Task objective: Repeat the lines from the line with "and category grouping." to the line with "pub struct Group<'a>" in the listing below, keeping both end lines and adding nothing.

Supplied information: Begin

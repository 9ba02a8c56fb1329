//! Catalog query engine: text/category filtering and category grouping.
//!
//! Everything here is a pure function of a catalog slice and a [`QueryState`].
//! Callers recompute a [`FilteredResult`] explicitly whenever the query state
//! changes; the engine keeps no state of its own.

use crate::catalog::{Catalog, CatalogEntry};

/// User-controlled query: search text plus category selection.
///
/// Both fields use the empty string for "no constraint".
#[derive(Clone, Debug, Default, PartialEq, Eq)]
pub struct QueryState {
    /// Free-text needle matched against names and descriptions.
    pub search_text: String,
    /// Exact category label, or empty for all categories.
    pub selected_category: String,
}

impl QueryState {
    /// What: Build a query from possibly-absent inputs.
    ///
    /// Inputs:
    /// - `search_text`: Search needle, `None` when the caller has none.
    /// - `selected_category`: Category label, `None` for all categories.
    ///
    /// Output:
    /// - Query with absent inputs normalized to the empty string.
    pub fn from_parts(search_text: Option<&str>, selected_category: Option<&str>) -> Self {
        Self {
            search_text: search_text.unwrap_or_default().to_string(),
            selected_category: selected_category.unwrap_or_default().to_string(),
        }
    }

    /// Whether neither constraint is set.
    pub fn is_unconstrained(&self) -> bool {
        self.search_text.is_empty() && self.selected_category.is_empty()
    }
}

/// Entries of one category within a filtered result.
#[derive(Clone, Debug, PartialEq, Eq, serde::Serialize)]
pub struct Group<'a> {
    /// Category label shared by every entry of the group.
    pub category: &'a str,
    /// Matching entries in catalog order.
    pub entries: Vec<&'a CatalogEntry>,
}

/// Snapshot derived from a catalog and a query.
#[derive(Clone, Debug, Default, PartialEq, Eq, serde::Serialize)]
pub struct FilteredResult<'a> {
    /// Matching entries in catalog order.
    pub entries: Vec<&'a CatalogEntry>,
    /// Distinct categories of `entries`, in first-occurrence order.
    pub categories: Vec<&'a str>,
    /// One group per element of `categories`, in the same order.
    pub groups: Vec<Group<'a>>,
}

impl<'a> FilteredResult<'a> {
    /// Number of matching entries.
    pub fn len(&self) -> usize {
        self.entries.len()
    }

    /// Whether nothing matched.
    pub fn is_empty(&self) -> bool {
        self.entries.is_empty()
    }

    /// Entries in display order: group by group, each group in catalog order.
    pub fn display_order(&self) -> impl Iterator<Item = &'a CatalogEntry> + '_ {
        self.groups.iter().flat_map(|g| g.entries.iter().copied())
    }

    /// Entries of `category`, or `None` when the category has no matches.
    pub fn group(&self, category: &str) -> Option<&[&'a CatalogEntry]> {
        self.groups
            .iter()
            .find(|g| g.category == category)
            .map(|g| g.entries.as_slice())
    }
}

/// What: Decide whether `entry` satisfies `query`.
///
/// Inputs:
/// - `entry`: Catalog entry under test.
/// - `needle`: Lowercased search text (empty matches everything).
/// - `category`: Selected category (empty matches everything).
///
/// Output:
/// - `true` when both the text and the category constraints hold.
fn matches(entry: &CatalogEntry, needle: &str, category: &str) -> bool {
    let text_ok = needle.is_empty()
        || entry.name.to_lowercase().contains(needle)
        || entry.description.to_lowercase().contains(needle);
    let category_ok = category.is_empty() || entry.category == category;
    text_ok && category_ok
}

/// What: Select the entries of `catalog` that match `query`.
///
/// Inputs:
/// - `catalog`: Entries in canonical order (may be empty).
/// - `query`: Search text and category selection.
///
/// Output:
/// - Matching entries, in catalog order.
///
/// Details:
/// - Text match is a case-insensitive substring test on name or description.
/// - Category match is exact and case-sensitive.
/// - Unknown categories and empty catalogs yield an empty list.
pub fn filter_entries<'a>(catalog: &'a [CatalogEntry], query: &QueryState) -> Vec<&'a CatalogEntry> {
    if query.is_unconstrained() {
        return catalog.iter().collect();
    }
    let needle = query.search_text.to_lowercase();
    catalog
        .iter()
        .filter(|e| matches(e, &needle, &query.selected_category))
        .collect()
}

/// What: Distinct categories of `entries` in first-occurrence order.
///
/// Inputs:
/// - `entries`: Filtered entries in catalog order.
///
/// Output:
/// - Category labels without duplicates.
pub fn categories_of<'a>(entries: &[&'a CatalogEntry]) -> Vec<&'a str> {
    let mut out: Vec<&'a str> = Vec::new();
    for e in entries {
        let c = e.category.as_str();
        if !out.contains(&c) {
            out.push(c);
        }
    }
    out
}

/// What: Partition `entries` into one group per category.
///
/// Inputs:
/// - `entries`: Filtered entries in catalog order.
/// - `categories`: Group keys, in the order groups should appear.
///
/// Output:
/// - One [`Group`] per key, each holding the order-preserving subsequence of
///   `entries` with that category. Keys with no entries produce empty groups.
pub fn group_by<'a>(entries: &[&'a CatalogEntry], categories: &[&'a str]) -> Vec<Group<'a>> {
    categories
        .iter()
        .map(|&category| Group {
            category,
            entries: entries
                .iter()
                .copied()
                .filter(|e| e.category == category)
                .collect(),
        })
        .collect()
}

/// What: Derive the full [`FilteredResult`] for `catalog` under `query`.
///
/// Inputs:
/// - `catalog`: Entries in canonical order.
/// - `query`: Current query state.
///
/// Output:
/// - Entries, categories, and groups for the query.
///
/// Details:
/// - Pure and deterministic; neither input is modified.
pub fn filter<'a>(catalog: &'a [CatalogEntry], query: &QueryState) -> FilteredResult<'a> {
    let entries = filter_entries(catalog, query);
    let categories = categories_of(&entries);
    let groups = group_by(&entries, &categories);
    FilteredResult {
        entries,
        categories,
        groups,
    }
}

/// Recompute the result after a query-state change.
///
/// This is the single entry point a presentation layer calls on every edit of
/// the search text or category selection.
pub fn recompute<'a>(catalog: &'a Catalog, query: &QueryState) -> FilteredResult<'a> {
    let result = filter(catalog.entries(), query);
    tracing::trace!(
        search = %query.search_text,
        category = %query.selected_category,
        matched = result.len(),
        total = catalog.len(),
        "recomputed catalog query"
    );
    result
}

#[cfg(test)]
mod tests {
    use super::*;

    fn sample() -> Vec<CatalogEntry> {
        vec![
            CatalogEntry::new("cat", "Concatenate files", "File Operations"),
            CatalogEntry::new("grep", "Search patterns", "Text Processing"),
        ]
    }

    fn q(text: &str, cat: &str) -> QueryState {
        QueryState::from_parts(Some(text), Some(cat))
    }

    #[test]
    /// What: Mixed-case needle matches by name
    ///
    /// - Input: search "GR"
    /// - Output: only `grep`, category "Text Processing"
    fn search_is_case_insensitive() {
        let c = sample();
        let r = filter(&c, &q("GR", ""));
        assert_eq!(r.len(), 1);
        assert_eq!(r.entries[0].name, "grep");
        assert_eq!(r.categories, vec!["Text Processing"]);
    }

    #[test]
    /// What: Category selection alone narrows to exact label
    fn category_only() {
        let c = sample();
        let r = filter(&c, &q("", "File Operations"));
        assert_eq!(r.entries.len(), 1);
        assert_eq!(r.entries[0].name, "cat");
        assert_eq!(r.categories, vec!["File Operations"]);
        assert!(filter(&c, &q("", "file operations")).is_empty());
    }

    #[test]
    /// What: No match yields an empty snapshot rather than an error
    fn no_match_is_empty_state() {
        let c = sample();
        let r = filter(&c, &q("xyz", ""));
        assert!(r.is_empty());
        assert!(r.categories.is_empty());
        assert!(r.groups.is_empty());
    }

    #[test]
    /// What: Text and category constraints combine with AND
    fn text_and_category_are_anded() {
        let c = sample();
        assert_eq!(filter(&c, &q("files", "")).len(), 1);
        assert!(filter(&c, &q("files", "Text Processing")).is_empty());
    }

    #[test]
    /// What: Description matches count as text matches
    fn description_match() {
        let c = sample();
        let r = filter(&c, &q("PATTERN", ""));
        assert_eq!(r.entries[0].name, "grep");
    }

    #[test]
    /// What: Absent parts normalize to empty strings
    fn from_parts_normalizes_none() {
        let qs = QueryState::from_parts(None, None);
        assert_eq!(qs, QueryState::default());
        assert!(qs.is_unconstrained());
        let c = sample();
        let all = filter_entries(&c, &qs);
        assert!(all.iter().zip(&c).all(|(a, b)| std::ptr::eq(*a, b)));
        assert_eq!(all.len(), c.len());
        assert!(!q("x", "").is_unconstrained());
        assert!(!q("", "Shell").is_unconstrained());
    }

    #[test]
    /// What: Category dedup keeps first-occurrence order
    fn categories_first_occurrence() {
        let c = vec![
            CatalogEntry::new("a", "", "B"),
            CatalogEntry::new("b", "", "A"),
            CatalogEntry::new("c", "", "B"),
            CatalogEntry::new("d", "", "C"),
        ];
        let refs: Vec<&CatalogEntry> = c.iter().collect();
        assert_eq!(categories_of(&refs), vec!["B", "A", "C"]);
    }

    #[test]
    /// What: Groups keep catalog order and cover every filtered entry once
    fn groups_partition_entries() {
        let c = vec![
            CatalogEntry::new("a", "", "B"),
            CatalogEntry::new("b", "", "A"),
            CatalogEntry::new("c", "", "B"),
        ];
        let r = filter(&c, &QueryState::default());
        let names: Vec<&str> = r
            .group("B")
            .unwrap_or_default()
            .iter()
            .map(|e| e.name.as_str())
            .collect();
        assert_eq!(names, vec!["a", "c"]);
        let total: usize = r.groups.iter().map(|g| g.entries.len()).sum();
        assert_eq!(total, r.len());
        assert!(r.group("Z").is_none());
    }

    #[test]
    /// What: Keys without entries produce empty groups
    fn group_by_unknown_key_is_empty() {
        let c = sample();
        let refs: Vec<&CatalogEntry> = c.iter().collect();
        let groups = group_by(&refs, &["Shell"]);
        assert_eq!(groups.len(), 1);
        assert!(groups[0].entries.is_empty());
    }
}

Supplied information: End

Output for this task:
//! Catalog query engine: text/category filtering and category grouping.
//!
//! Everything here is a pure function of a catalog slice and a [`QueryState`].
//! Callers recompute a [`FilteredResult`] explicitly whenever the query state
//! changes; the engine keeps no state of its own.

use crate::catalog::{Catalog, CatalogEntry};

/// User-controlled query: search text plus category selection.
///
/// Both fields use the empty string for "no constraint".
#[derive(Clone, Debug, Default, PartialEq, Eq)]
pub struct QueryState {
    /// Free-text needle matched against names and descriptions.
    pub search_text: String,
    /// Exact category label, or empty for all categories.
    pub selected_category: String,
}

impl QueryState {
    /// What: Build a query from possibly-absent inputs.
    ///
    /// Inputs:
    /// - `search_text`: Search needle, `None` when the caller has none.
    /// - `selected_category`: Category label, `None` for all categories.
    ///
    /// Output:
    /// - Query with absent inputs normalized to the empty string.
    pub fn from_parts(search_text: Option<&str>, selected_category: Option<&str>) -> Self {
        Self {
            search_text: search_text.unwrap_or_default().to_string(),
            selected_category: selected_category.unwrap_or_default().to_string(),
        }
    }

    /// Whether neither constraint is set.
    pub fn is_unconstrained(&self) -> bool {
        self.search_text.is_empty() && self.selected_category.is_empty()
    }
}

/// Entries of one category within a filtered result.
#[derive(Clone, Debug, PartialEq, Eq, serde::Serialize)]
pub struct Group<'a> {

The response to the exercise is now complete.